I can assure you that you absolutely wouldn't! I am a model of tolerance when actually on the road - I may seethe inwardly but I try not to let it show. And I wouldn't even seethe if the holdup wasn't clearly deliberate. "I could have let you past but I have chosen not to" is the only thing that really gets to me. And I genuinely do not know where the horn button on my car is.

But I don't think I'm any different to 90% of drivers. Or cyclists, come to that. But not horsists.
By TopCat
FLYER Club Member  FLYER Club Member
#1605102
matthew_w100 wrote:
TopCat wrote:But if I were to make a mistake and inadvertently hold him up for a few seconds, I wonder if I'd be on the receiving end of the sort of abuse and rage that seems endemic these days.
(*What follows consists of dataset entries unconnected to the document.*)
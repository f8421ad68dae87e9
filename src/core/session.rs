//! Game session and the state machine that drives it.
//!
//! `Game` owns everything a run needs: the session counters, the avatar,
//! the obstacle track, the random source for gap placement, and the high
//! score store. Hosts hold one `Game` and feed it inputs and ticks.
//!
//! ```text
//! Start --Jump--> Playing --collision/ground--> Dying --countdown--> GameOver
//!   ^                ^                                                 |
//!   |                +------------------- Continue --------------------+
//!   +------------------------------------- Leave ----------------------+
//! ```

use super::avatar::{Avatar, BoundsContact};
use super::collision;
use super::events::TickEvent;
use super::track::ObstacleTrack;
use crate::config::GameConfig;
use crate::highscore::{load_or_zero, HighScoreStore};
use rand::Rng;
use serde::{Deserialize, Serialize};

/// Current phase of the session.
#[derive(Debug, Clone, Copy, PartialEq, Eq, Serialize, Deserialize)]
pub enum GameState {
    /// Title screen, waiting for the first jump.
    Start,
    /// Active run.
    Playing,
    /// The avatar is dead; obstacles keep scrolling and scoring until the
    /// countdown ends.
    Dying { ticks_remaining: u32 },
    /// Run over, waiting for continue or leave.
    GameOver,
}

impl GameState {
    pub fn name(&self) -> &'static str {
        match self {
            Self::Start => "Start",
            Self::Playing => "Playing",
            Self::Dying { .. } => "Dying",
            Self::GameOver => "GameOver",
        }
    }
}

/// Discrete player inputs. Inputs that do not apply to the current state
/// are ignored.
#[derive(Debug, Clone, Copy, PartialEq, Eq)]
pub enum GameInput {
    /// Start a run from the title screen, or flap while playing.
    Jump,
    /// Game over only: start a fresh run.
    Continue,
    /// Game over only: return to the title screen.
    Leave,
}

/// Score counters and the current state.
#[derive(Debug, Clone, PartialEq)]
pub struct GameSession {
    pub score: u32,
    pub high_score: u32,
    pub state: GameState,
}

pub struct Game<R: Rng> {
    config: GameConfig,
    session: GameSession,
    avatar: Avatar,
    track: ObstacleTrack,
    rng: R,
    store: Box<dyn HighScoreStore>,
    events: Vec<TickEvent>,
}

impl<R: Rng> Game<R> {
    /// Create a session on the title screen. The high score is read from
    /// `store` once; an unreadable store counts as zero.
    pub fn new(config: GameConfig, rng: R, mut store: Box<dyn HighScoreStore>) -> Self {
        let high_score = load_or_zero(store.as_mut());
        log::info!("Loaded high score {}", high_score);
        let avatar = Avatar::new(&config);
        Self {
            config,
            session: GameSession {
                score: 0,
                high_score,
                state: GameState::Start,
            },
            avatar,
            track: ObstacleTrack::new(),
            rng,
            store,
            events: Vec::new(),
        }
    }

    pub fn config(&self) -> &GameConfig {
        &self.config
    }

    pub fn session(&self) -> &GameSession {
        &self.session
    }

    pub fn state(&self) -> GameState {
        self.session.state
    }

    pub fn score(&self) -> u32 {
        self.session.score
    }

    pub fn high_score(&self) -> u32 {
        self.session.high_score
    }

    pub fn avatar(&self) -> &Avatar {
        &self.avatar
    }

    pub fn track(&self) -> &ObstacleTrack {
        &self.track
    }

    /// Direct avatar access for setting up scenarios.
    pub fn avatar_mut(&mut self) -> &mut Avatar {
        &mut self.avatar
    }

    /// Direct track access for setting up scenarios.
    pub fn track_mut(&mut self) -> &mut ObstacleTrack {
        &mut self.track
    }

    /// Drain the events produced since the last call.
    pub fn take_events(&mut self) -> Vec<TickEvent> {
        std::mem::take(&mut self.events)
    }

    /// Apply a player input. Returns true if the input did anything.
    pub fn handle_input(&mut self, input: GameInput) -> bool {
        match (input, self.session.state) {
            (GameInput::Jump, GameState::Start) => {
                // The first jump only starts the run; no impulse.
                self.restart();
                true
            }
            (GameInput::Jump, GameState::Playing) => self.avatar.apply_impulse(&self.config),
            (GameInput::Continue, GameState::GameOver) => {
                self.restart();
                true
            }
            (GameInput::Leave, GameState::GameOver) => {
                self.return_to_start();
                true
            }
            _ => false,
        }
    }

    /// Begin a fresh run from any state. A pending death countdown is
    /// discarded before anything else is touched.
    pub fn restart(&mut self) {
        self.reset_into(GameState::Playing);
    }

    /// Go back to the title screen from any state, discarding the run.
    pub fn return_to_start(&mut self) {
        self.reset_into(GameState::Start);
    }

    /// Advance one tick. Does nothing on the title or game-over screens.
    pub fn tick(&mut self) {
        match self.session.state {
            GameState::Start | GameState::GameOver => {}
            GameState::Playing => self.tick_playing(),
            GameState::Dying { ticks_remaining } => self.tick_dying(ticks_remaining),
        }
    }

    fn tick_playing(&mut self) {
        self.advance_track();

        let outcome = collision::resolve(&self.avatar, self.track.obstacles_mut(), &self.config);
        self.add_points(outcome.points);
        if outcome.collided {
            self.avatar.alive = false;
            self.events.push(TickEvent::Collided {
                score: self.session.score,
            });
            self.enter_dying();
        }

        match self.avatar.update(&self.config) {
            BoundsContact::None => {}
            BoundsContact::Ceiling => self.events.push(TickEvent::HitCeiling),
            BoundsContact::Ground => {
                self.events.push(TickEvent::HitGround {
                    score: self.session.score,
                });
                self.enter_dying();
            }
        }
    }

    /// Obstacles keep scrolling while the avatar is dead and still score as
    /// they pass it; the avatar stays where it died.
    fn tick_dying(&mut self, ticks_remaining: u32) {
        self.advance_track();

        // The avatar is already dead, so only the points matter here
        let outcome = collision::resolve(&self.avatar, self.track.obstacles_mut(), &self.config);
        self.add_points(outcome.points);

        let ticks_remaining = ticks_remaining.saturating_sub(1);
        if ticks_remaining == 0 {
            self.enter_game_over();
        } else {
            self.session.state = GameState::Dying { ticks_remaining };
        }
    }

    fn add_points(&mut self, points: u32) {
        if points > 0 {
            self.session.score += points;
            self.events.push(TickEvent::Scored {
                points,
                score: self.session.score,
            });
        }
    }

    fn advance_track(&mut self) {
        let update = self.track.update(&self.config, &mut self.rng);
        if let Some(gap_top) = update.spawned {
            self.events.push(TickEvent::ObstacleSpawned { gap_top });
        }
        if update.retired > 0 {
            self.events.push(TickEvent::ObstaclesRetired {
                count: update.retired,
            });
        }
    }

    fn enter_dying(&mut self) {
        let ticks_remaining = self.config.death_countdown_ticks();
        self.set_state(GameState::Dying { ticks_remaining });
    }

    fn enter_game_over(&mut self) {
        let score = self.session.score;
        let previous = self.session.high_score;
        if score > previous {
            self.session.high_score = score;
            if let Err(e) = self.store.save(score) {
                log::warn!("Could not persist high score {}: {}", score, e);
            }
            log::info!("New high score {} (was {})", score, previous);
            self.events.push(TickEvent::NewHighScore { score, previous });
        }
        self.set_state(GameState::GameOver);
    }

    fn reset_into(&mut self, next: GameState) {
        if let GameState::Dying { ticks_remaining } = self.session.state {
            log::debug!("Cancelled death countdown with {} ticks left", ticks_remaining);
        }
        self.set_state(next);
        self.session.score = 0;
        self.avatar.reset(&self.config);
        self.track.clear();
    }

    fn set_state(&mut self, to: GameState) {
        let from = self.session.state;
        if from.name() != to.name() {
            log::info!("{} -> {} (score {})", from.name(), to.name(), self.session.score);
        }
        self.session.state = to;
        self.events.push(TickEvent::StateChanged { from, to });
    }
}
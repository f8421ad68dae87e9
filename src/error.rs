//! Error types for the storage and configuration layers.
//!
//! The simulation itself has no failure modes; only the collaborators that
//! touch the filesystem can fail.

use std::io;
use thiserror::Error;

/// Failure while reading or writing a file under the game directory.
#[derive(Debug, Error)]
pub enum StorageError {
    #[error("could not determine home directory")]
    NoHomeDir,

    #[error("i/o error: {0}")]
    Io(#[from] io::Error),

    #[error("malformed json: {0}")]
    Json(#[from] serde_json::Error),
}

/// A configuration value that would break the simulation's invariants.
#[derive(Debug, Error, PartialEq)]
pub enum ConfigError {
    #[error("{field} must be a finite number (got {value})")]
    NotFinite { field: &'static str, value: f64 },

    #[error("{field} must be positive (got {value})")]
    NotPositive { field: &'static str, value: f64 },

    #[error("gap of {gap_height} with {min_edge} margins does not fit a field {field_height} tall")]
    GapDoesNotFit {
        gap_height: f64,
        min_edge: f64,
        field_height: f64,
    },

    #[error("avatar of height {avatar_height} does not fit a gap of {gap_height}")]
    AvatarDoesNotFitGap { avatar_height: f64, gap_height: f64 },

    #[error("impulse velocity must point upward (negative), got {0}")]
    ImpulseNotUpward(f64),

    #[error("ticks_per_second must be at least 1")]
    ZeroTickRate,

    #[error("death delay of {death_delay_ms} ms at {ticks_per_second} ticks/s is too long")]
    DeathDelayTooLong {
        death_delay_ms: u64,
        ticks_per_second: u32,
    },
}
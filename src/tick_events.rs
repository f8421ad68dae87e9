//! Maps [`TickEvent`]s to log records.
//!
//! Binary-only: the library reports what happened, the host decides what to
//! record. Routine per-tick events go to `trace`, run milestones to `debug`;
//! state changes and new records are already logged at `info` by the core.

use grums_lair::TickEvent;

pub fn log_tick_events(frame: u64, events: &[TickEvent]) {
    for event in events {
        match event {
            TickEvent::ObstacleSpawned { gap_top } => {
                log::trace!("[frame {}] obstacle spawned, gap top {:.1}", frame, gap_top);
            }
            TickEvent::ObstaclesRetired { count } => {
                log::trace!("[frame {}] {} obstacle(s) retired", frame, count);
            }
            TickEvent::HitCeiling => {
                log::trace!("[frame {}] bumped the ceiling", frame);
            }
            TickEvent::Scored { points, score } => {
                log::debug!("[frame {}] +{} -> score {}", frame, points, score);
            }
            TickEvent::Collided { score } => {
                log::debug!("[frame {}] hit an obstacle at score {}", frame, score);
            }
            TickEvent::HitGround { score } => {
                log::debug!("[frame {}] hit the ground at score {}", frame, score);
            }
            TickEvent::StateChanged { .. } | TickEvent::NewHighScore { .. } => {}
        }
    }
}
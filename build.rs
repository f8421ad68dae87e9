//! Embeds the commit hash and build date for `--version`.

use std::env;
use std::fs;
use std::path::Path;
use std::process::Command;

fn main() {
    // CI sets BUILD_COMMIT; local builds ask git
    let commit = env::var("BUILD_COMMIT").unwrap_or_else(|_| {
        Command::new("git")
            .args(["rev-parse", "--short=7", "HEAD"])
            .output()
            .ok()
            .filter(|o| o.status.success())
            .and_then(|o| String::from_utf8(o.stdout).ok())
            .map(|s| s.trim().to_string())
            .filter(|s| s.len() == 7)
            .unwrap_or_else(|| "unknown".to_string())
    });

    let date = env::var("BUILD_DATE")
        .unwrap_or_else(|_| chrono::Utc::now().format("%Y-%m-%d").to_string());

    let out_dir = env::var("OUT_DIR").expect("cargo sets OUT_DIR for build scripts");
    let dest_path = Path::new(&out_dir).join("build_info.rs");

    fs::write(
        &dest_path,
        format!(
            "pub const BUILD_COMMIT: &str = {:?};\npub const BUILD_DATE: &str = {:?};\n",
            commit, date
        ),
    )
    .expect("failed to write build_info.rs");

    println!("cargo:rerun-if-changed=.git/HEAD");
    println!("cargo:rerun-if-env-changed=BUILD_COMMIT");
    println!("cargo:rerun-if-env-changed=BUILD_DATE");
}
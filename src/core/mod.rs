//! Simulation core: obstacle track, avatar physics, collision and scoring,
//! the session state machine, and the frame driver.

pub mod avatar;
pub mod collision;
pub mod events;
pub mod frame;
pub mod session;
pub mod track;

pub use avatar::{Avatar, BoundsContact};
pub use events::TickEvent;
pub use frame::{DrawSurface, FrameDriver, SceneView};
pub use session::{Game, GameInput, GameSession, GameState};
pub use track::{Obstacle, ObstacleTrack};
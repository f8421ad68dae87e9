//! Avatar physics: constant gravity, an upward impulse, and field bounds.

use crate::config::GameConfig;
use serde::{Deserialize, Serialize};

/// The player's avatar. Its horizontal position is fixed by the config;
/// only the vertical axis is simulated.
#[derive(Debug, Clone, PartialEq, Serialize, Deserialize)]
pub struct Avatar {
    /// Top edge of the avatar box. 0 = ceiling, grows downward.
    pub y: f64,
    /// Vertical velocity per tick (positive = downward).
    pub velocity: f64,
    pub alive: bool,
}

/// Which field boundary, if any, the avatar was clamped against.
#[derive(Debug, Clone, Copy, PartialEq, Eq)]
pub enum BoundsContact {
    None,
    /// Hit the top. Velocity is zeroed; not fatal.
    Ceiling,
    /// Hit the ground. Velocity is zeroed and the avatar dies.
    Ground,
}

impl Avatar {
    /// A live avatar at the vertical centre of the field, at rest.
    pub fn new(config: &GameConfig) -> Self {
        Self {
            y: config.field_height / 2.0,
            velocity: 0.0,
            alive: true,
        }
    }

    pub fn reset(&mut self, config: &GameConfig) {
        *self = Self::new(config);
    }

    /// Integrate one tick: velocity first, then position, then clamp.
    /// A dead avatar does not move.
    pub fn update(&mut self, config: &GameConfig) -> BoundsContact {
        if !self.alive {
            return BoundsContact::None;
        }

        self.velocity += config.gravity;
        self.y += self.velocity;

        if self.y < 0.0 {
            self.y = 0.0;
            self.velocity = 0.0;
            return BoundsContact::Ceiling;
        }

        let floor = config.avatar_floor();
        if self.y > floor {
            self.y = floor;
            self.velocity = 0.0;
            self.alive = false;
            return BoundsContact::Ground;
        }

        BoundsContact::None
    }

    /// Set velocity to the upward impulse. Returns false (and does nothing)
    /// if the avatar is dead.
    pub fn apply_impulse(&mut self, config: &GameConfig) -> bool {
        if !self.alive {
            return false;
        }
        self.velocity = config.impulse_velocity;
        true
    }

    pub fn bottom(&self, config: &GameConfig) -> f64 {
        self.y + config.avatar_height
    }
}
//! Tunable game constants.
//!
//! Defaults reproduce the original arcade feel in abstract field units
//! (a 400 x 600 field). Any subset can be overridden in
//! `~/.grums_lair/config.json`; missing keys keep their defaults.

use crate::error::ConfigError;
use crate::utils::persistence::load_json_or_default;
use serde::{Deserialize, Serialize};
use std::time::Duration;

/// Config file name inside the game directory.
pub const CONFIG_FILE: &str = "config.json";

#[derive(Debug, Clone, PartialEq, Serialize, Deserialize)]
#[serde(default)]
pub struct GameConfig {
    // Field geometry
    pub field_width: f64,
    pub field_height: f64,

    // Avatar
    /// Fixed horizontal position of the avatar's left edge.
    pub avatar_x: f64,
    pub avatar_width: f64,
    pub avatar_height: f64,
    /// Velocity added every tick (positive = downward).
    pub gravity: f64,
    /// Velocity set by a jump. Overrides, never adds.
    pub impulse_velocity: f64,

    // Obstacles
    pub obstacle_width: f64,
    pub gap_height: f64,
    /// Minimum distance between a gap and the top or bottom of the field.
    pub min_edge: f64,
    pub scroll_speed: f64,
    /// A new obstacle spawns once the newest one is this far from the right edge.
    pub spawn_spacing: f64,

    // Timing
    pub death_delay_ms: u64,
    pub ticks_per_second: u32,
}

impl Default for GameConfig {
    fn default() -> Self {
        Self {
            field_width: 400.0,
            field_height: 600.0,

            avatar_x: 50.0,
            avatar_width: 20.0,
            avatar_height: 20.0,
            gravity: 0.2,
            impulse_velocity: -5.0,

            obstacle_width: 60.0,
            gap_height: 200.0,
            min_edge: 80.0,
            scroll_speed: 2.0,
            spawn_spacing: 250.0,

            death_delay_ms: 3000,
            ticks_per_second: 60,
        }
    }
}

impl GameConfig {
    /// Load the config file, falling back to defaults if it is missing,
    /// unreadable, or fails validation.
    pub fn load() -> Self {
        let config: GameConfig = load_json_or_default(CONFIG_FILE);
        match config.validate() {
            Ok(()) => config,
            Err(e) => {
                log::warn!("Ignoring {}: {}", CONFIG_FILE, e);
                GameConfig::default()
            }
        }
    }

    pub fn validate(&self) -> Result<(), ConfigError> {
        let positives = [
            ("field_width", self.field_width),
            ("field_height", self.field_height),
            ("avatar_width", self.avatar_width),
            ("avatar_height", self.avatar_height),
            ("obstacle_width", self.obstacle_width),
            ("gap_height", self.gap_height),
            ("scroll_speed", self.scroll_speed),
            ("spawn_spacing", self.spawn_spacing),
            ("gravity", self.gravity),
        ];
        let finites = [
            ("avatar_x", self.avatar_x),
            ("impulse_velocity", self.impulse_velocity),
            ("min_edge", self.min_edge),
        ];
        for (field, value) in positives.into_iter().chain(finites) {
            if !value.is_finite() {
                return Err(ConfigError::NotFinite { field, value });
            }
        }
        for (field, value) in positives {
            if value <= 0.0 {
                return Err(ConfigError::NotPositive { field, value });
            }
        }
        if self.min_edge < 0.0 {
            return Err(ConfigError::NotPositive {
                field: "min_edge",
                value: self.min_edge,
            });
        }
        if self.gap_height + 2.0 * self.min_edge > self.field_height {
            return Err(ConfigError::GapDoesNotFit {
                gap_height: self.gap_height,
                min_edge: self.min_edge,
                field_height: self.field_height,
            });
        }
        if self.avatar_height > self.gap_height {
            return Err(ConfigError::AvatarDoesNotFitGap {
                avatar_height: self.avatar_height,
                gap_height: self.gap_height,
            });
        }
        if self.impulse_velocity >= 0.0 {
            return Err(ConfigError::ImpulseNotUpward(self.impulse_velocity));
        }
        if self.ticks_per_second == 0 {
            return Err(ConfigError::ZeroTickRate);
        }
        if self.checked_countdown_ticks().is_none() {
            return Err(ConfigError::DeathDelayTooLong {
                death_delay_ms: self.death_delay_ms,
                ticks_per_second: self.ticks_per_second,
            });
        }
        Ok(())
    }

    /// Lowest allowed value for the avatar's top edge (the ground contact point).
    pub fn avatar_floor(&self) -> f64 {
        self.field_height - self.avatar_height
    }

    /// Number of ticks the avatar spends dying before the game-over screen.
    /// Saturates at `u32::MAX` for delays that `validate` rejects.
    pub fn death_countdown_ticks(&self) -> u32 {
        self.checked_countdown_ticks().unwrap_or(u32::MAX)
    }

    fn checked_countdown_ticks(&self) -> Option<u32> {
        let ticks = self
            .death_delay_ms
            .checked_mul(u64::from(self.ticks_per_second))?
            / 1000;
        u32::try_from(ticks).ok()
    }

    /// Wall-clock time between two frames.
    pub fn frame_interval(&self) -> Duration {
        Duration::from_micros(1_000_000 / self.ticks_per_second.max(1) as u64)
    }
}

#[cfg(test)]
mod tests {
    use super::*;

    #[test]
    fn test_defaults_are_valid() {
        assert_eq!(GameConfig::default().validate(), Ok(()));
    }

    #[test]
    fn test_death_countdown_is_three_seconds_of_ticks() {
        let config = GameConfig::default();
        assert_eq!(config.death_countdown_ticks(), 180);
    }

    #[test]
    fn test_frame_interval_at_60hz() {
        let config = GameConfig::default();
        assert_eq!(config.frame_interval(), Duration::from_micros(16_666));
    }

    #[test]
    fn test_gap_must_fit_field() {
        let config = GameConfig {
            gap_height: 500.0,
            ..GameConfig::default()
        };
        assert!(matches!(
            config.validate(),
            Err(ConfigError::GapDoesNotFit { .. })
        ));
    }

    #[test]
    fn test_impulse_must_point_up() {
        let config = GameConfig {
            impulse_velocity: 3.0,
            ..GameConfig::default()
        };
        assert_eq!(config.validate(), Err(ConfigError::ImpulseNotUpward(3.0)));
    }

    #[test]
    fn test_zero_scroll_speed_rejected() {
        let config = GameConfig {
            scroll_speed: 0.0,
            ..GameConfig::default()
        };
        assert_eq!(
            config.validate(),
            Err(ConfigError::NotPositive {
                field: "scroll_speed",
                value: 0.0
            })
        );
    }

    #[test]
    fn test_gravity_must_pull_down() {
        for gravity in [-3.0, 0.0] {
            let config = GameConfig {
                gravity,
                ..GameConfig::default()
            };
            assert_eq!(
                config.validate(),
                Err(ConfigError::NotPositive {
                    field: "gravity",
                    value: gravity
                })
            );
        }
    }

    #[test]
    fn test_non_finite_values_rejected() {
        let cases = [
            GameConfig {
                gravity: f64::NAN,
                ..GameConfig::default()
            },
            GameConfig {
                gravity: f64::INFINITY,
                ..GameConfig::default()
            },
            GameConfig {
                avatar_x: f64::NEG_INFINITY,
                ..GameConfig::default()
            },
            GameConfig {
                impulse_velocity: f64::NEG_INFINITY,
                ..GameConfig::default()
            },
            GameConfig {
                min_edge: f64::NAN,
                ..GameConfig::default()
            },
        ];
        for config in cases {
            assert!(
                matches!(config.validate(), Err(ConfigError::NotFinite { .. })),
                "{:?}",
                config
            );
        }
    }

    #[test]
    fn test_overlong_death_delay_rejected_without_panicking() {
        let json = r#"{ "death_delay_ms": 400000000000000000 }"#;
        let config: GameConfig = serde_json::from_str(json).unwrap();
        assert_eq!(
            config.validate(),
            Err(ConfigError::DeathDelayTooLong {
                death_delay_ms: 400_000_000_000_000_000,
                ticks_per_second: 60,
            })
        );
        assert_eq!(config.death_countdown_ticks(), u32::MAX);
    }

    #[test]
    fn test_death_delay_past_u32_ticks_rejected() {
        // Fits in u64 but not in a u32 tick count
        let config = GameConfig {
            death_delay_ms: 100_000_000_000,
            ..GameConfig::default()
        };
        assert!(matches!(
            config.validate(),
            Err(ConfigError::DeathDelayTooLong { .. })
        ));
        assert_eq!(config.death_countdown_ticks(), u32::MAX);
    }

    #[test]
    fn test_partial_json_keeps_defaults() {
        let config: GameConfig = serde_json::from_str(r#"{ "gravity": 0.3 }"#).unwrap();
        assert!((config.gravity - 0.3).abs() < f64::EPSILON);
        assert!((config.field_height - 600.0).abs() < f64::EPSILON);
        assert_eq!(config.ticks_per_second, 60);
    }
}
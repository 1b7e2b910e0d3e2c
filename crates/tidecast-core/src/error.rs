//! Error types module
//!
//! Every failure of the upload pipeline is represented by the `UploadError`
//! enum. The variants are deliberately coarse: each one corresponds to a
//! distinct user-facing outcome (bad file, signer down, transfer failed,
//! host said no, host response unusable, record not saved, timed out), so a
//! caller can always render a meaningful message without string-matching.

#[derive(Debug, thiserror::Error)]
pub enum UploadError {
    /// The file failed client-side validation; no network call was made.
    #[error("Invalid input: {0}")]
    InvalidInput(String),

    /// The signer rejected the request or was unreachable. The transfer is
    /// never attempted without a signature.
    #[error("Upload signature unavailable: {0}")]
    SignatureUnavailable(String),

    /// The transfer to the asset host failed at the transport level.
    #[error("Network error: {0}")]
    NetworkError(String),

    /// The asset host returned a non-success status for the transfer.
    #[error("Upload rejected by host: {0}")]
    UploadRejected(String),

    /// The host reported success but the response body was unusable. The
    /// bytes were transferred; the caller cannot trust the asset metadata.
    #[error("Invalid host response: {0}")]
    InvalidHostResponse(String),

    /// The application API rejected the record create/update. The asset
    /// itself uploaded fine; only the metadata save failed.
    #[error("Failed to save media record: {0}")]
    MetadataPersistFailed(String),

    /// The request exceeded the configured client timeout.
    #[error("Request timed out: {0}")]
    Timeout(String),
}

impl UploadError {
    /// Machine-readable error code, stable across releases.
    pub fn error_code(&self) -> &'static str {
        match self {
            UploadError::InvalidInput(_) => "INVALID_INPUT",
            UploadError::SignatureUnavailable(_) => "SIGNATURE_UNAVAILABLE",
            UploadError::NetworkError(_) => "NETWORK_ERROR",
            UploadError::UploadRejected(_) => "UPLOAD_REJECTED",
            UploadError::InvalidHostResponse(_) => "INVALID_HOST_RESPONSE",
            UploadError::MetadataPersistFailed(_) => "METADATA_PERSIST_FAILED",
            UploadError::Timeout(_) => "TIMEOUT",
        }
    }

    /// Whether re-running the whole flow may succeed. Retry is always
    /// manual; there is no automatic retry anywhere in the pipeline.
    pub fn is_retryable(&self) -> bool {
        matches!(
            self,
            UploadError::SignatureUnavailable(_)
                | UploadError::NetworkError(_)
                | UploadError::MetadataPersistFailed(_)
                | UploadError::Timeout(_)
        )
    }

    /// Client-facing message suitable for an inline error display.
    pub fn client_message(&self) -> String {
        match self {
            UploadError::InvalidInput(msg) => msg.clone(),
            UploadError::SignatureUnavailable(_) => {
                "Could not authorize the upload. Please try again.".to_string()
            }
            UploadError::NetworkError(_) => {
                "The upload failed due to a network problem.".to_string()
            }
            UploadError::UploadRejected(msg) => msg.clone(),
            UploadError::InvalidHostResponse(_) => {
                "The file was transferred but could not be verified.".to_string()
            }
            UploadError::MetadataPersistFailed(_) => {
                "Your file uploaded but we couldn't save it.".to_string()
            }
            UploadError::Timeout(_) => "The upload timed out.".to_string(),
        }
    }
}
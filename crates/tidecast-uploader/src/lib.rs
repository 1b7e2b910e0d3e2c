//! Tidecast upload pipeline.
//!
//! Client-driven signed direct uploads with two-phase metadata attachment:
//! acquire a one-use signature from the signer, stream the file straight to
//! the cloud asset host with progress ticks, persist the media record
//! through the application API, and optionally run a second cycle for a
//! custom thumbnail.

pub mod attacher;
pub mod client;
pub mod engagement;
pub mod executor;
pub mod file;
pub mod progress;
pub mod publisher;
pub mod signer;

pub use attacher::{MetadataAttacher, RecordDetails};
pub use client::{AppClient, Auth};
pub use engagement::{Engagement, OptimisticCounter};
pub use executor::UploadExecutor;
pub use file::FileSource;
pub use progress::{NoopProgress, ProgressGauge, ProgressSink};
pub use publisher::{MediaSubmission, PublishOutcome, Publisher};
pub use signer::SignerClient;

// Re-export core types used throughout the public API.
pub use tidecast_core::models::{
    AuthContext, ContentKind, MediaRecord, ResourceKind, Role, UploadPhase, UploadProgress,
    UploadedAsset,
};
pub use tidecast_core::{UploadError, UploaderConfig};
And on two wheels, I'm a lot more vulnerable.

I can assure you that you absolutely wouldn't! I am a model of tolerance when actually on the road

Phew! :D

I hang out on a cycling forum too, and the lycra-and-clicky-shoes coefficient there is positively stratospheric. But for the most part, people there would be pretty appalled at the club cyclists that think abuse at drivers is ok. The vast majority of course are drivers too, and want to live and let live.

There is undoubtedly a herd mentality about club rides - I went on a couple shortly after taking up cycling and I didn't much like it. Ironically I've been carved up several times by a swarm of high-speed cyclists, and being Captain Slow myself, I've been overtaken many times with a lot less clearance than I'd usually expect from cars.

Part of the problem is that cycling has got hugely more popular since the 2012 Olympics, and there are a lot of inexperienced riders, and a lot of club rides that haven't really got themselves organised into small enough groups.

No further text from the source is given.